Images shot with these iPhones in warm, indoor lighting without the flash, have an obvious yellow and sometimes green cast to them. The exact same photo taken with an iPhone 3GS or 3G will not. You can see for yourself in the image below—the photo shot by the iPhone 4 ( original file here) appears in the upper right corner, while the 3G and 3GS images ( original 3GS file here) are on the left. (We also included a photo shot by a Canon 5D digital camera for the sake of comparison.)
Apple hasn’t confirmed what’s causing the issue—in fact, the company has yet to respond to our e-mail asking about the issue. But it appears possible that this is an issue with the camera’s auto-white balance.

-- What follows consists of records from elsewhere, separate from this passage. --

//! # Money Module
//!
//! Provides the `Money` type for item prices and cart totals.
//!
//! ## Why Integer Money?
//! ```text
//! ┌─────────────────────────────────────────────────────────────────────────┐
//! │  THE FLOATING POINT PROBLEM                                             │
//! │                                                                         │
//! │  With floating point prices:                                            │
//! │    0.1 + 0.2 = 0.30000000000000004                                      │
//! │                                                                         │
//! │  Summing many line totals makes the drift visible in cartTotal.        │
//! │                                                                         │
//! │  OUR SOLUTION: Integer minor units (cents, pence, ...)                 │
//! │    price × quantity and every sum stay exact                           │
//! └─────────────────────────────────────────────────────────────────────────┘
//! ```
//!
//! The currency itself is the caller's concern; `Money` is only an amount.
//! Formatting for display is left to callers too.
//!
//! ## Usage
//! ```rust
//! use cartstate::money::Money;
//!
//! let price = Money::from_cents(1099);
//! let line_total = price.multiply_quantity(3);
//! assert_eq!(line_total.cents(), 3297);
//! ```

use serde::{Deserialize, Serialize};
use std::iter::Sum;
use std::ops::{Add, AddAssign, Mul};

// =============================================================================
// Money Type
// =============================================================================

/// A monetary amount in the smallest currency unit.
///
/// Serializes as a bare integer, so `{"price": 10}` on the wire is
/// `Money::from_cents(10)`.
#[derive(
    Debug, Clone, Copy, Default, PartialEq, Eq, PartialOrd, Ord, Hash, Serialize, Deserialize,
)]
pub struct Money(i64);

impl Money {
    /// Creates a Money value from the smallest currency unit.
    ///
    /// ## Example
    /// ```rust
    /// use cartstate::money::Money;
    ///
    /// let price = Money::from_cents(1099);
    /// assert_eq!(price.cents(), 1099);
    /// ```
    #[inline]
    pub const fn from_cents(cents: i64) -> Self {
        Money(cents)
    }

    /// Returns the value in the smallest currency unit.
    #[inline]
    pub const fn cents(&self) -> i64 {
        self.0
    }

    /// Returns zero money value.
    #[inline]
    pub const fn zero() -> Self {
        Money(0)
    }

    /// Checks if the value is zero.
    #[inline]
    pub const fn is_zero(&self) -> bool {
        self.0 == 0
    }

    /// Multiplies money by a quantity.
    ///
    /// ## Example
    /// ```rust
    /// use cartstate::money::Money;
    ///
    /// let unit_price = Money::from_cents(299);
    /// assert_eq!(unit_price.multiply_quantity(3).cents(), 897);
    /// ```
    #[inline]
    pub const fn multiply_quantity(&self, qty: i64) -> Self {
        Money(self.0 * qty)
    }
}

// =============================================================================
// Trait Implementations
// =============================================================================

impl Add for Money {
    type Output = Self;

    #[inline]
    fn add(self, other: Self) -> Self {
        Money(self.0 + other.0)
    }
}

impl AddAssign for Money {
    #[inline]
    fn add_assign(&mut self, other: Self) {
        self.0 += other.0;
    }
}

impl Mul<i64> for Money {
    type Output = Self;

    #[inline]
    fn mul(self, qty: i64) -> Self {
        Money(self.0 * qty)
    }
}

/// Lets totals be written as `items.iter().map(..).sum()`.
impl Sum for Money {
    fn sum<I: Iterator<Item = Money>>(iter: I) -> Self {
        iter.fold(Money::zero(), Add::add)
    }
}

impl<'a> Sum<&'a Money> for Money {
    fn sum<I: Iterator<Item = &'a Money>>(iter: I) -> Self {
        iter.copied().sum()
    }
}

// =============================================================================
// Unit Tests
// =============================================================================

Because different types of light shine with a different color, a digital camera needs to calibrate to the type of light it’s shooting in. This is called white balancing, and it’s necessary to get accurate color in a photograph. For example, sunlight, fluorescent light, candle light, tungsten bulbs, electronic flash and LED flash, each create a unique hue in photographs. Without proper white balance settings, images shot in bright sunlight will have a cool blue look, and photos lit by tungsten light bulbs will be warm and yellow. The iPhone 4 doesn’t seem to choose the proper white balance settings when taking photos in warmer lighting, creating yellow images that can’t be easily fixed with a photo editor.
Many of the iPhone 4 users who are experiencing this yellowing problem are also seeing yellow-green flesh tones when using the LED flash in similar low-light situations. The combination of the LED’s cool blue light with the warm interior lights gives skin a sickly green appearance—one that could be also be fixed with proper white balance.
Unfortunately, fixing these JPEGs with iPhoto or even Photoshop isn’t always possible. I’ve had the most luck with the white balance settings in Lightroom 3, but that’s an advanced (and expensive) way to edit such a small photo.
Hopefully, this isn’t a hardware issue involving the camera’s lens, and Apple can fix the problem with an update to the iPhone 4’s firmware. Currently, Apple’s Website doesn’t offer any help document for the yellow images; Apple customer service has no official recommendation other than to let you exchange your iPhone 4 for a new one. That that would require a few days without the phone, or a $29 dollar charge for the replacement plan which puts a new iPhone in your hands before you mail the old one off. There is no guarantee that the replacement iPhone wouldn’t experience the same issues.